In August, council members signed and presented a letter to the chief. Though they did not discuss the contents of the letter at the meeting, a copy obtained by the Weatherford Democrat listed 11 accusations the document casts as “incompetency, corruption, misconduct, or malfeasance” under Texas law and under Simmons’ employment agreement as “willful misconduct and gross negligence.”
Simmons was given a Sept. 9 deadline to respond to the claims. A Freedom of Information Act request by the Democrat seeking those responses was declined by the city and forwarded to the Texas Attorney General’s Office for an opinion.
The Texas AG hasn’t yet ruled on the request, effectively holding the public in the dark as an elected board wrangled an exit deal with one of its top employees.
The Weatherford Democrat also sought any communications sent or received by council members regarding complaints or allegations of misconduct by the chief or police department between Jan. 1 and Aug. 30.
The city’s response: it has no such documents.
The resignation letters of former Reno PD officers seem to back that up as well.
“It has been the pleasure of a lifetime serving under you,” one officer wrote. Another former officer noted changes to the department “significantly for the better,” while another said they cherished their time assisting in the rebuilding of the agency.
Indeed, only one officer’s resignation letter provided a glimpse of the upheaval. That officer wrote that the decision to resign was “due to the political environment with the Mayor and City Council” and “unethical tyranny.”
“Unfortunately, this means you will be the last man standing,” according to the resignation letter submitted to Simmons. “Do not falter in this coming storm.

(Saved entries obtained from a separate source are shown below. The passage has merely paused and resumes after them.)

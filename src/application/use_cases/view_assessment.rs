use crate::application::read_models::{DashboardReadModel, DashboardReadModelBuilder};
use crate::ports::outbound::{AssessmentRepository, ProgressReporter};
use crate::presentation::status_rotation::StatusRotation;
use crate::results::services::{FetchTicket, ResultsState, ResultsView};
use crate::shared::error::SentinelError;
use chrono::{DateTime, Utc};
use std::time::Duration;

const LOADING_MESSAGES: &[&str] = &["Loading assessment..."];

/// ViewAssessmentUseCase - fetches an assessment into a results view
///
/// The fetch outcome is handed to the view together with its ticket, so a
/// response that arrives after the view moved on is dropped there.
pub struct ViewAssessmentUseCase<R, PR> {
    repository: R,
    progress_reporter: PR,
    status_interval: Duration,
}

impl<R, PR> ViewAssessmentUseCase<R, PR>
where
    R: AssessmentRepository,
    PR: ProgressReporter,
{
    pub fn new(repository: R, progress_reporter: PR, status_interval: Duration) -> Self {
        Self {
            repository,
            progress_reporter,
            status_interval,
        }
    }

    /// Fetches the view's assessment and applies the result.
    ///
    /// Returns `false` when the result belonged to a stale ticket.
    pub async fn load(&self, view: &mut ResultsView, ticket: FetchTicket) -> bool {
        let id = view.assessment_id().to_string();
        self.progress_reporter
            .start_status(StatusRotation::new(LOADING_MESSAGES), self.status_interval);
        let result = self.repository.get_assessment(&id).await;
        self.progress_reporter.stop_status();

        let result = result.map_err(|e| {
            tracing::warn!(id = %id, error = ?e, "assessment fetch failed");
            SentinelError::FetchAssessmentFailed.to_string()
        });
        view.complete(ticket, result)
    }

    /// Read model for a ready view, `None` while loading or after a failure.
    pub fn dashboard(&self, view: &ResultsView, now: DateTime<Utc>) -> Option<DashboardReadModel> {
        match view.state() {
            ResultsState::Ready(assessment) => Some(DashboardReadModelBuilder::build(
                assessment,
                view.role(),
                now,
            )),
            ResultsState::Loading | ResultsState::Failed(_) => None,
        }
    }
}

#[cfg(test)]
mod tests {
    use super::*;
    use crate::application::dto::CreateAssessmentRequest;
    use crate::results::domain::{Assessment, CardId};
    use crate::shared::Result;
    use async_trait::async_trait;

    struct FixedRepository {
        assessment: Option<Assessment>,
    }

    #[async_trait]
    impl AssessmentRepository for FixedRepository {
        async fn create_assessment(&self, _request: &CreateAssessmentRequest) -> Result<String> {
            unreachable!("not used by the viewer")
        }

        async fn get_assessment(&self, id: &str) -> Result<Assessment> {
            match &self.assessment {
                Some(a) if a.id == id => Ok(a.clone()),
                _ => anyhow::bail!("404 Not Found"),
            }
        }
    }

    struct SilentReporter;

    impl ProgressReporter for SilentReporter {
        fn report(&self, _message: &str) {}
        fn start_status(&self, _rotation: StatusRotation, _interval: Duration) {}
        fn stop_status(&self) {}
        fn report_error(&self, _message: &str) {}
        fn report_completion(&self, _message: &str) {}
    }

    fn viewer(assessment: Option<Assessment>) -> ViewAssessmentUseCase<FixedRepository, SilentReporter> {
        ViewAssessmentUseCase::new(
            FixedRepository { assessment },
            SilentReporter,
            Duration::from_millis(10),
        )
    }

    #[tokio::test]
    async fn test_load_ready_and_build_dashboard() {
        let viewer = viewer(Some(Assessment {
            id: "abc123".to_string(),
            ..Default::default()
        }));
        let (mut view, ticket) = ResultsView::open("abc123", Some("compliance".to_string()));
        assert!(viewer.load(&mut view, ticket).await);

        let model = viewer.dashboard(&view, Utc::now()).unwrap();
        assert_eq!(model.card_ids(), vec![CardId::Compliance, CardId::Certifications]);
    }

    #[tokio::test]
    async fn test_load_failure_is_plain_message() {
        let viewer = viewer(None);
        let (mut view, ticket) = ResultsView::open("missing", None);
        viewer.load(&mut view, ticket).await;
        assert_eq!(
            view.state(),
            &ResultsState::Failed("Failed to fetch assessment".to_string())
        );
        assert!(viewer.dashboard(&view, Utc::now()).is_none());
    }

    #[tokio::test]
    async fn test_stale_load_is_dropped() {
        let viewer = viewer(Some(Assessment {
            id: "first".to_string(),
            ..Default::default()
        }));
        let (mut view, first) = ResultsView::open("first", None);
        let _second = view.navigate("second", None).unwrap();
        assert!(!viewer.load(&mut view, first).await);
        assert_eq!(view.state(), &ResultsState::Loading);
    }
}
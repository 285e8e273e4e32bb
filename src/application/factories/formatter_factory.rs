use crate::adapters::outbound::formatters::{HtmlFormatter, TerminalFormatter};
use crate::application::dto::OutputFormat;
use crate::ports::outbound::DashboardFormatter;

/// Factory for creating dashboard formatters
///
/// Selects the infrastructure adapter for the requested output format.
pub struct FormatterFactory;

impl FormatterFactory {
    /// Creates a formatter for `format`.
    ///
    /// `color` only affects terminal output; HTML always carries its colors.
    ///
    /// # Examples
    /// ```
    /// use sentinel_assess::application::dto::OutputFormat;
    /// use sentinel_assess::application::factories::FormatterFactory;
    ///
    /// let formatter = FormatterFactory::create(OutputFormat::Html, false);
    /// ```
    pub fn create(format: OutputFormat, color: bool) -> Box<dyn DashboardFormatter> {
        match format {
            OutputFormat::Text => Box::new(TerminalFormatter::new(color)),
            OutputFormat::Html => Box::new(HtmlFormatter::new()),
        }
    }

    /// Whether terminal colors should be used for `format`.
    ///
    /// Colors are never written to a file.
    pub fn use_color(format: OutputFormat, requested: bool, writes_to_file: bool) -> bool {
        format == OutputFormat::Text && requested && !writes_to_file
    }
}
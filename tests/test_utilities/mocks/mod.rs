/// Mock implementations for testing
mod mock_assessment_repository;
mod mock_presenter;
mod mock_progress_reporter;
mod mock_prompter;

pub use mock_assessment_repository::MockAssessmentRepository;
pub use mock_presenter::MockPresenter;
pub use mock_progress_reporter::MockProgressReporter;
pub use mock_prompter::MockPrompter;
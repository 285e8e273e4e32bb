use super::{parse_command, Command, StepOutcome, StepPrompt};
use crate::intake::domain::ApplicationDraft;

/// First step: which application should be assessed.
#[derive(Debug, Clone, Default)]
pub struct ApplicationInput {
    draft: ApplicationDraft,
}

impl ApplicationInput {
    /// Starts from a previously committed name, if any.
    pub fn new(initial: &str) -> Self {
        Self {
            draft: ApplicationDraft::new(initial),
        }
    }

    pub fn prompt(&self) -> StepPrompt {
        StepPrompt {
            question: "Which application do you want to assess today?",
            placeholder: Some("Type an application name or URL"),
            options: Vec::new(),
            can_go_back: false,
        }
    }

    pub fn draft(&self) -> &ApplicationDraft {
        &self.draft
    }

    /// An empty line keeps the current draft, anything else replaces it.
    pub fn handle_input(&mut self, input: &str) -> StepOutcome<String> {
        match parse_command(input) {
            Some(Command::Quit) => return StepOutcome::Quit,
            Some(Command::Back) => {
                return StepOutcome::Invalid("This is the first step".to_string())
            }
            None => {}
        }

        if !input.trim().is_empty() {
            self.draft.set(input);
        }

        match self.draft.submit() {
            Some(name) => StepOutcome::Submit(name),
            None => StepOutcome::Invalid("Please enter an application name or URL".to_string()),
        }
    }
}
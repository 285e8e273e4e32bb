use sentinel_assess::intake::steps::StepPrompt;
use sentinel_assess::prelude::*;
use std::collections::VecDeque;
use std::sync::{Arc, Mutex};

/// Mock Prompter that replays scripted input lines
///
/// Runs out of lines like a closed stdin: `read_line` returns `None`.
#[derive(Clone)]
pub struct MockPrompter {
    lines: Arc<Mutex<VecDeque<String>>>,
    interactive: bool,
    pub steps: Arc<Mutex<Vec<WizardStep>>>,
    pub messages: Arc<Mutex<Vec<String>>>,
}

impl MockPrompter {
    pub fn new(lines: &[&str]) -> Self {
        Self {
            lines: Arc::new(Mutex::new(lines.iter().map(|l| l.to_string()).collect())),
            interactive: false,
            steps: Arc::new(Mutex::new(Vec::new())),
            messages: Arc::new(Mutex::new(Vec::new())),
        }
    }

    pub fn interactive(mut self) -> Self {
        self.interactive = true;
        self
    }

    pub fn get_steps(&self) -> Vec<WizardStep> {
        self.steps.lock().unwrap().clone()
    }

    pub fn get_messages(&self) -> Vec<String> {
        self.messages.lock().unwrap().clone()
    }

    pub fn remaining_lines(&self) -> usize {
        self.lines.lock().unwrap().len()
    }
}

impl Prompter for MockPrompter {
    fn show_step(&self, step: WizardStep, _prompt: &StepPrompt) {
        self.steps.lock().unwrap().push(step);
    }

    fn show_message(&self, message: &str) {
        self.messages.lock().unwrap().push(message.to_string());
    }

    fn read_line(&self) -> Result<Option<String>> {
        Ok(self.lines.lock().unwrap().pop_front())
    }

    fn is_interactive(&self) -> bool {
        self.interactive
    }
}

“You will come out on the side of righteousness in this oppressive battle the Mayor has decided to wage against the heroes of this agency.”
With Simmons gone and under a gag order agreement with the city council, and no officers left, that leaves one party to answer those questions — the city’s elected officials.
And they’re not talking or responding appropriately to public records requests.
Their silence leaves us wondering who and what they’re trying to protect with city-funded separation agreements and public records request denials?
We know who they aren’t protecting with their affront to transparency: taxpayers.